2. Compliance is mandatory. A party cannot correct a deficiency by other means, such as (1) attaching new material to the notice of appeal, see, e.g., Fleet v. Zwick, 994 P.2d 480, 483 (Colo. App. 1999); (2) attaching new material to the briefs, see, e.g., Johnson v. Colorado State Bd. of Agriculture, 15 P.3d 309, 311 (Colo. App. 2000); or (3) making statements in the briefs, see, e.g., McCall v. Meyers, 94 P.3d 1271, 1272 (Colo. App. 2004).

3. Because Fed. R. App. P. 10(e) is similar to C.A.R. 10(e), the federal cases are instructive. See Benton v. Adams, 56 P.3d 81, 86 (Colo. 2002) (when Colorado’s rule is similar to the federal rule, we may look at federal authority for guidance).

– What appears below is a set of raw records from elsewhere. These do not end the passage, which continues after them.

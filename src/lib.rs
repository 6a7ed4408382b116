//! # modeldesk
//!
//! A schema-driven admin console engine. The server declares each model as a
//! list of field schemas; modeldesk derives everything else from it: list
//! columns, filters, sorting, pagination, cell rendering, form layout,
//! validation and the minimal update payload.
//!
//! ## Feature Flags
//!
//! - `minimal` - Derivation engine and wire types only
//! - `client` - HTTP client for the console REST API
//! - `ui` - Stateful view containers (list, editor, session, upload)
//! - `conf` - Layered settings (defaults, TOML file, environment)
//! - `logging` - `tracing-subscriber` initialization
//! - `full` (default) - All of the above
//!
//! ## Quick Example
//!
//! ```rust,no_run
//! # #[cfg(feature = "full")]
//! # async fn run() -> Result<(), Box<dyn std::error::Error>> {
//! use modeldesk::prelude::*;
//!
//! let settings = ConsoleSettings::load(None)?;
//! modeldesk::init_logging(&settings)?;
//!
//! let ctx = modeldesk::build_context(&settings)?;
//! let list = ctx.model_list();
//! list.mount(SearchParams::parse("?name=user&page=2")).await?;
//! for row in list.rows() {
//! 	println!("{}", row.key);
//! }
//! # Ok(())
//! # }
//! ```

#[cfg(all(feature = "ui", feature = "conf"))]
mod app;
#[cfg(feature = "logging")]
pub mod logging;

pub use modeldesk_core as core;
pub use modeldesk_types as types;

#[cfg(feature = "client")]
pub use modeldesk_client as client;
#[cfg(feature = "conf")]
pub use modeldesk_conf as conf;
#[cfg(feature = "ui")]
pub use modeldesk_ui as ui;

#[cfg(all(feature = "ui", feature = "conf"))]
pub use app::{build_context, preferences_for};
#[cfg(feature = "logging")]
pub use logging::{LoggingError, init_logging};

pub use modeldesk_types::{ConsoleError, ConsoleResult, HttpError, ValidationErrors};

/// Commonly used types
pub mod prelude {
	pub use modeldesk_core::{
		CountState, FormMode, PageItem, Pagination, Permissions, SearchParams, ViewOptionStore,
	};
	pub use modeldesk_types::{
		Category, ConsoleError, ConsoleResult, HttpError, Item, ItemRef, Schema, SchemaView, User,
	};

	#[cfg(feature = "client")]
	pub use modeldesk_client::{ConsoleApi, HttpApi, HttpApiConfig, UploadFile};
	#[cfg(feature = "conf")]
	pub use modeldesk_conf::{ConsoleSettings, SettingsBuilder};
	#[cfg(feature = "ui")]
	pub use modeldesk_ui::{
		AppContext, DisplayState, EditorState, ModelListState, NoticeLevel, SessionState, SubmitOutcome,
		UploadState,
	};
}
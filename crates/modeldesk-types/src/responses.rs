//! Response types for the console REST API

use crate::models::Item;
use serde::{Deserialize, Serialize};

/// Response of `GET /models/list`
#[derive(Debug, Clone, Default, PartialEq, Serialize, Deserialize)]
pub struct ListResponse {
	/// Total row count; only meaningful when it was requested
	#[serde(default)]
	pub count: i64,
	#[serde(default)]
	pub items: Vec<Item>,
}

/// Response of `POST /models/create`
#[derive(Debug, Clone, Copy, PartialEq, Eq, Serialize, Deserialize)]
pub struct CreateResponse {
	pub id: u64,
}
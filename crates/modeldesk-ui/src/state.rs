//! State containers

pub mod editor;
pub mod list;
pub mod session;
pub mod upload;

use std::sync::atomic::{AtomicU64, Ordering};

/// Request generation counter
///
/// Every request of a container takes a new generation; its response is
/// applied only while that generation is still the latest.
#[derive(Debug, Default)]
pub(crate) struct Generation(AtomicU64);

impl Generation {
	pub(crate) fn next(&self) -> u64 {
		self.0.fetch_add(1, Ordering::SeqCst) + 1
	}

	/// Latest generation handed out
	pub(crate) fn current(&self) -> u64 {
		self.0.load(Ordering::SeqCst)
	}

	pub(crate) fn is_current(&self, generation: u64) -> bool {
		self.0.load(Ordering::SeqCst) == generation
	}
}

4. Some appellate courts have recognized their own inherent authority to consider materials that were never placed before the trial court (and thus could not be added to the record under the rules). See, e.g., Kennedy, 225 F.3d at 1192; Ross v. Kemp, 785 F.2d 1467, 1474 n.12 (11th Cir. 1986). We do not decide whether we have such inherent authority because this case does not involve the kind of special circumstance that would warrant its exercise. See Inland Bulk Transfer, 332 F.3d at 1013 (“We will not allow Inland Bulk to supplement the record pursuant to any inherent equitable power this court may have. Even assuming such a power exists, we do not find any special circumstances present that would justify its exercise here.”).

These opinions are not final. They may be modified, changed or withdrawn in accordance with Rules 40 and 49 of the Colorado Appellate Rules. Changes to or modifications of these opinions resulting from any action taken by the Court of Appeals or the Supreme Court are not incorporated here.